The main component of all these structures is tubulin, the building block of all microtubules, which, along with actin, make up the cellular cytoskeleton of eukaryotes. Actin is smaller and free to form more flexible structures, (as well as being used to form the structural scaffold of muscle action), while microtubules make bigger structures (in cellular terms) like that which spans the whole cell for division, making cilia / flagella, and conducting cargoes along the enormous distances of nerve cell axons. Not all eukaryotes have centrosomes, (notably plants and yeast don't), but all have some form of microtubule nucleating center, (MTOC), of sometimes more modest construction. While microtubules are made of alpha and beta tubulin, the centrioles have a third form, gamma tubulin, which only exists at the nucleating base, not in the bulk structure.

Diagram of nucleation from a cartwheel (red) to a centriole (blue).

Unfortunately, less is known about how all this works dynamically than about its structural components. A recent paper covered two key proteins (Cnn and DSpd-2, in fruit flies) that seem to be all that are required to turn a bare centriole into a busy MTOC with hundreds of other proteins in a nimbus around it (the pericentriolar material). These key proteins are controlled by phosphorylation which is a common element of the cell cycle, and when turned on, come into the most interior precincts of the centrosome/centriole, and then migrate slowly outwards, with new molecules arriving at the center as long as the cell is in the requisite state.
"Mimicking phosphorylation allows the PReM domain [part of Cnn] to multimerize in vitro and Cnn to spontaneously assemble into cytosolic scaffolds in vivo that can organize MTs. Conversely, ablating phosphorylation does not interfere with Cnn recruitment to centrioles, but inhibits Cnn scaffold assembly. We speculate that, like Cnn, DSpd-2 can assemble into a scaffold and that this assembly is regulated in vivo so that it only occurs around mother centrioles."

At the other end, a good deal more is known about how microtubules attach to the kinetochores (structures at the center of chromosomes -at DNA centromeres- that anchor them to the mitotic spindle). This is not really in the scope of the post, but again, phosphorylation of key proteins is the theme, as is regulated assembly and disassembly of the microtubule itself. Disassembly right where it abuts the kinetochore causes shortening, thus tightening of the whole spindle, as long as the kinetochore has properly captured microtubules on/from both sides, i.e. both centrosomes, which is another complicated and phosphorylation-regulated process.

Example of a model for microtubule dynamics during one part of mitosis, with microtubules in purple,  (and unconnected microtubules in yellow, cell edge in gray), the centrosome in pink dots, and relevant motor proteins in green and salmon. The point is that, if relevant motors and attachment functions are regulated and happen at the right times, the system can accomplish complex tasks.
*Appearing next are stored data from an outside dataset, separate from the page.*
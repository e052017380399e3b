//! Manually declared extra-dependencies reader.

use crate::edges::install_pairs;
use crate::error::{AnalyzerError, Result};
use crate::path::RelPath;
use crate::tree::FileTree;
use serde::Deserialize;
use std::fs;
use std::path::Path;
use tracing::warn;

#[derive(Debug, Deserialize)]
struct ExtraEdge {
    from: String,
    to: String,
}

/// Reads `path` (a JSON array of `{"from": ..., "to": ...}` pairs, relative
/// to the project root) and installs each resolvable pair as an explicit
/// edge, exactly like an include edge. Unresolvable paths are dropped
/// silently; a warning is logged but the run continues.
pub fn load_and_install(tree: &mut FileTree, path: &Path) -> Result<()> {
    let bytes = fs::read(path).map_err(|e| AnalyzerError::Io { path: path.to_path_buf(), source: e })?;
    let edges: Vec<ExtraEdge> = serde_json::from_slice(&bytes)
        .map_err(|e| AnalyzerError::Usage(format!("malformed extra-deps file {}: {e}", path.display())))?;

    let mut pairs = Vec::new();
    for edge in edges {
        let from = tree.search(&RelPath::parse(&edge.from));
        let to = tree.search(&RelPath::parse(&edge.to));
        match (from, to) {
            (Some(f), Some(t)) => pairs.push((f, t)),
            _ => warn!(from = %edge.from, to = %edge.to, "extra dependency references an unknown file; dropped"),
        }
    }

    install_pairs(tree, &pairs);
    Ok(())
}

#[cfg(test)]
mod tests {
    use super::*;
    use std::path::PathBuf;

    #[test]
    fn installs_resolvable_pairs_and_skips_unknown() {
        let dir = tempfile::tempdir().unwrap();
        let mut tree = FileTree::new(PathBuf::from("/proj"));
        let a = tree.add_file(&RelPath::parse("a.h"));
        let b = tree.add_file(&RelPath::parse("b.h"));

        let json_path = dir.path().join("extra.json");
        fs::write(&json_path, r#"[{"from":"a.h","to":"b.h"},{"from":"a.h","to":"missing.h"}]"#).unwrap();

        load_and_install(&mut tree, &json_path).unwrap();
        assert!(tree.graph.contains_edge(a, b));
    }
}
It is worthwhile to note that while the replication of the centrosome and its component centrioles is strictly regulated with the cell cycle, the same core system is used to create the basal bodies of cilia, and can create organizing centers from scratch. It does not require a pre-existing centrosome (unlike mitochondria, chloroplasts, and cells, which always come from pre-existing respective cells or cell-ish organelles). Sometimes, the basal body is the same as the centrosome; when cell division is done it migrates to the membrane. But many cells have multiple cilia, and each one has a newly created basal body at its base, whipped up without the complicated replication process. So it appears that replication is more a regulated restriction of MTOC creation than it is a necessary precondition of MTOC birth.
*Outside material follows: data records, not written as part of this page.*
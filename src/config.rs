//! Explicit configuration record, threaded through the analyzer instead of
//! a process-wide configuration object and module-level constants.

use clap::Parser;
use std::path::PathBuf;

/// Source file extensions recognized when no `--extensions` flag is given.
pub const DEFAULT_EXTENSIONS: &[&str] = &["h", "hpp", "hh", "c", "cc", "cpp", "cxx"];

/// Filename the snapshot is read from and written to, under `input_dir`/`output_dir`.
pub const SNAPSHOT_FILE_NAME: &str = "lazyut.snapshot";

/// Bound on how many test-main candidates `affected::label_test_mains` will
/// record before giving up.
pub const MAX_MAIN_CANDIDATES: usize = 2;

#[derive(Parser, Debug)]
#[clap(author, version, about, long_about = None)]
pub struct Args {
    /// Project root; all other paths are resolved relative to this.
    #[clap(long, short, default_value = ".")]
    pub root: String,

    /// Source directories, relative to root (repeat flag or comma list).
    #[clap(long, value_delimiter = ',')]
    pub src: Vec<String>,

    /// Test directories, relative to root (repeat flag or comma list).
    #[clap(long, value_delimiter = ',')]
    pub test: Vec<String>,

    /// Where affected-file lists and the new snapshot are written.
    #[clap(long, default_value = "lazyut-out")]
    pub output_dir: String,

    /// Where the prior snapshot is read from (defaults to `output_dir`).
    #[clap(long)]
    pub input_dir: Option<String>,

    /// Recognized source file extensions (repeat flag or comma list).
    #[clap(long, value_delimiter = ',')]
    pub extensions: Vec<String>,

    /// Any path containing one of these substrings is skipped entirely.
    #[clap(long = "ignore", value_delimiter = ',')]
    pub ignore_substrings: Vec<String>,

    /// Extra search roots for bracketed and quoted includes.
    #[clap(long = "include-path", value_delimiter = ',')]
    pub include_paths: Vec<String>,

    /// Rewrite source-affected/modified paths relative to this base.
    #[clap(long)]
    pub src_base: Option<String>,

    /// Rewrite test-affected/modified paths relative to this base.
    #[clap(long)]
    pub test_base: Option<String>,

    /// Path to a JSON file of manually declared extra dependency edges.
    #[clap(long)]
    pub extra_deps: Option<String>,

    /// Exclude test files that declare their own `main`.
    #[clap(long = "no-main")]
    pub no_main: bool,

    /// Emit tracing at debug level instead of info.
    #[clap(long, short = 'v')]
    pub verbal: bool,
}

#[derive(Debug, Clone)]
pub struct AnalyzerConfig {
    pub root: PathBuf,
    pub src_dirs: Vec<String>,
    pub test_dirs: Vec<String>,
    pub output_dir: PathBuf,
    pub input_dir: PathBuf,
    pub extensions: Vec<String>,
    pub ignore_substrings: Vec<String>,
    pub include_paths: Vec<PathBuf>,
    pub src_base: Option<PathBuf>,
    pub test_base: Option<PathBuf>,
    pub extra_deps_file: Option<PathBuf>,
    pub no_main: bool,
    pub verbal: bool,
}

impl Args {
    pub fn into_config(self) -> AnalyzerConfig {
        let root = PathBuf::from(&self.root)
            .canonicalize()
            .unwrap_or_else(|_| PathBuf::from(&self.root));

        let output_dir = root.join(&self.output_dir);
        let input_dir = self
            .input_dir
            .map(|d| root.join(d))
            .unwrap_or_else(|| output_dir.clone());

        let extensions = if self.extensions.is_empty() {
            DEFAULT_EXTENSIONS.iter().map(|s| s.to_string()).collect()
        } else {
            self.extensions
        };

        AnalyzerConfig {
            root: root.clone(),
            src_dirs: self.src,
            test_dirs: self.test,
            output_dir,
            input_dir,
            extensions,
            ignore_substrings: self.ignore_substrings,
            include_paths: self.include_paths.into_iter().map(|p| root.join(p)).collect(),
            src_base: self.src_base.map(|p| root.join(p)),
            test_base: self.test_base.map(|p| root.join(p)),
            extra_deps_file: self.extra_deps.map(|p| root.join(p)),
            no_main: self.no_main,
            verbal: self.verbal,
        }
    }
}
The science of the microtubule nucleation systems is still underway, but the direction is clear, as in any other area of molecular biology that has been laid bare to date. Molecules of some complexity, equipped with various means of regulation, such as regulated transcription and synthesis, outright destruction, interaction with various partners, or covalent modification like phosphorylation, neddylation, methylation, palmitoylation, GPI-anchoring, etc., can find their places and times of action in chemically explicable ways within a cell that is a vast, if microscopic, machine.